People who pay taxes and tolls will be picking up the bill for an armada of costs for the new ferry over the next 20 years. They include:
-- $26 million for the new Oyster Point ferry terminal, paid for largely with San Mateo County sales tax money.
-- $16 million for two 140-seat ferries, paid for from Bay Area bridge tolls.
-- And a $2.6 million annual operating subsidy, also paid from Bay Area bridge tolls.
Add it all together and you get $94 million over two decades. At an estimated 100,000 riders annually, that comes out to a public subsidy of $47 per ride - or $94 for every round trip.
Just to run the service next year - without taking into account any startup costs - the public subsidy is expected to total $26.60 per one-way ride.
By comparison, the Water Emergency Transportation Authority expects 472,000 riders next year on its Alameda/Oakland to San Francisco ferry, with a subsidy of $8 per ride.
For Golden Gate ferry service, which carries 2 million riders annually between San Francisco and Sausalito and Larkspur, the public subsidy amounts to about $15 per ride.

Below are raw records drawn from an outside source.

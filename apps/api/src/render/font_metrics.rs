//! Static glyph widths for the built-in Helvetica face.
//!
//! Widths are in thousandths of an em, taken from the standard Helvetica AFM.
//! Worksheets only print digits, operators and spaces, so the table covers
//! those. Anything else falls back to the digit width.

/// Width table for the glyphs a worksheet line can contain.
#[derive(Debug, Clone, Copy)]
pub struct FontMetricTable {
    /// Fallback for glyphs not in the table.
    pub average_char_width: u16,
}

pub const HELVETICA: FontMetricTable = FontMetricTable {
    average_char_width: 556,
};

impl FontMetricTable {
    fn glyph_width(&self, c: char) -> u16 {
        match c {
            '0'..='9' => 556,
            ' ' => 278,
            '+' | '=' | '×' | '÷' => 584,
            '-' => 333,
            _ => self.average_char_width,
        }
    }

    /// Rendered width of `s` in points at `font_size_pt`.
    pub fn measure_str(&self, s: &str, font_size_pt: f32) -> f32 {
        let units: u32 = s.chars().map(|c| u32::from(self.glyph_width(c))).sum();
        units as f32 / 1000.0 * font_size_pt
    }
}
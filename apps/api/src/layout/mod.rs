// Worksheet layout: column partitioning, masking and styled token streams.
// Page geometry is kept separate so renderers can place columns on the page.

pub mod columns;
pub mod page;

// Re-export the public API consumed by the pipeline and the renderers.
pub use columns::{layout, RenderLine, WorksheetColumn, DEFAULT_COLUMN_CAPACITY, PLACEHOLDER};
pub use page::{default_page_config, PageConfig};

"The question is, will (the South San Francisco ferry) pencil out on the ridership and financial side?" said spokesman Randy Rentschler of the Metropolitan Transportation Commission. "I think the jury is still out."
Ernest Sanchez, manager of the water authority's new South City line, said the agency is counting on ridership growing - even if it can't say by how much.
He says the spending is an investment in both the region's emergency preparedness and its congestion relief efforts.
South San Francisco is also betting on the ferry service to spur development. That explains why biotech giant Genentech and other local companies - which together employ between 25,000 and 30,000 workers - campaigned for the sales tax increase to pay for the Oyster Point terminal.
"There are space limitations out there, and it is difficult for them to keep building conventional parking spots and to jam people up at the freeway interchange," said Marty Van Duyn, an assistant city manager.
What's more, local real estate interests are looking to build office parks on more than 70 acres around the terminal.
In any event, says Rentschler, the ferry "is always going to be the Cadillac of service - you get tons of space to chill, and you can even have a beer on your way home, and it's always going to be subsidized."